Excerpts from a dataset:

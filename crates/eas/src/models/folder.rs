//! Folder model for the server-side folders an account syncs

use serde::{Deserialize, Serialize};

use super::{AccountId, ContentKind};

/// A synced folder (mailbox, calendar, or address book) on the server
///
/// Only the fields that feed the push-eligibility decision are modeled
/// here; message contents and folder hierarchy are out of scope.
#[derive(Debug, Clone, PartialEq, Serialize, Deserialize)]
pub struct Folder {
    /// Unique integer identifier
    pub id: i64,
    /// Owning account
    pub account_id: AccountId,
    /// Display name ("Inbox", "Calendar", ...)
    pub name: String,
    /// Which content class lives in this folder
    pub kind: ContentKind,
    /// Whether this folder should be watched by the push connection
    pub push_enabled: bool,
}

impl Folder {
    /// Create a folder that is not watched for push
    pub fn new(
        id: i64,
        account_id: AccountId,
        name: impl Into<String>,
        kind: ContentKind,
    ) -> Self {
        Self {
            id,
            account_id,
            name: name.into(),
            kind,
            push_enabled: false,
        }
    }

    /// Mark the folder for push
    pub fn with_push(mut self, push_enabled: bool) -> Self {
        self.push_enabled = push_enabled;
        self
    }
}

#[cfg(test)]
mod tests {
    use super::*;

    #[test]
    fn test_folder_new() {
        let folder = Folder::new(10, 1, "Inbox", ContentKind::Email);
        assert_eq!(folder.account_id, 1);
        assert_eq!(folder.kind, ContentKind::Email);
        assert!(!folder.push_enabled);
    }

    #[test]
    fn test_with_push() {
        let folder = Folder::new(10, 1, "Inbox", ContentKind::Email).with_push(true);
        assert!(folder.push_enabled);
    }
}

[How to complete this task]:
Would you please restate all of the entries exactly?

[Answer space]:
filename crates/eas/src/models/folder.rs
//! Folder model for the server-side folders an account syncs

use serde::{Deserialize, Serialize};

use super::{AccountId, ContentKind};

/// A synced folder (mailbox, calendar, or address book) on the server
///
/// Only the fields that feed the push-eligibility decision are modeled
/// here; message contents and folder hierarchy are out of scope.
#[derive(Debug, Clone, PartialEq, Serialize, Deserialize)]
pub struct Folder {
    /// Unique integer identifier
    pub id: i64,
    /// Owning account
    pub account_id: AccountId,
    /// Display name ("Inbox", "Calendar", ...)
    pub name: String,
    /// Which content class lives in this folder
    pub kind: ContentKind,
    /// Whether this folder should be watched by the push connection
    pub push_enabled: bool,
}

impl Folder {
    /// Create a folder that is not watched for push
    pub fn new(
        id: i64,
        account_id: AccountId,
        name: impl Into<String>,
        kind: ContentKind,
    ) -> Self {
        Self {
            id,
            account_id,
            name: name.into(),
            kind,
            push_enabled: false,
        }
    }

    /// Mark the folder for push
    pub fn with_push(mut self, push_enabled: bool) -> Self {
        self.push_enabled = push_enabled;
        self
    }
}

#[cfg(test)]
mod tests {
    use super::*;

    #[test]
    fn test_folder_new() {
        let folder = Folder::new(10, 1, "Inbox", ContentKind::Email);
        assert_eq!(folder.account_id, 1);
        assert_eq!(folder.kind, ContentKind::Email);
        assert!(!folder.push_enabled);
    }

    #[test]
    fn test_with_push() {
        let folder = Folder::new(10, 1, "Inbox", ContentKind::Email).with_push(true);
        assert!(folder.push_enabled);
    }
}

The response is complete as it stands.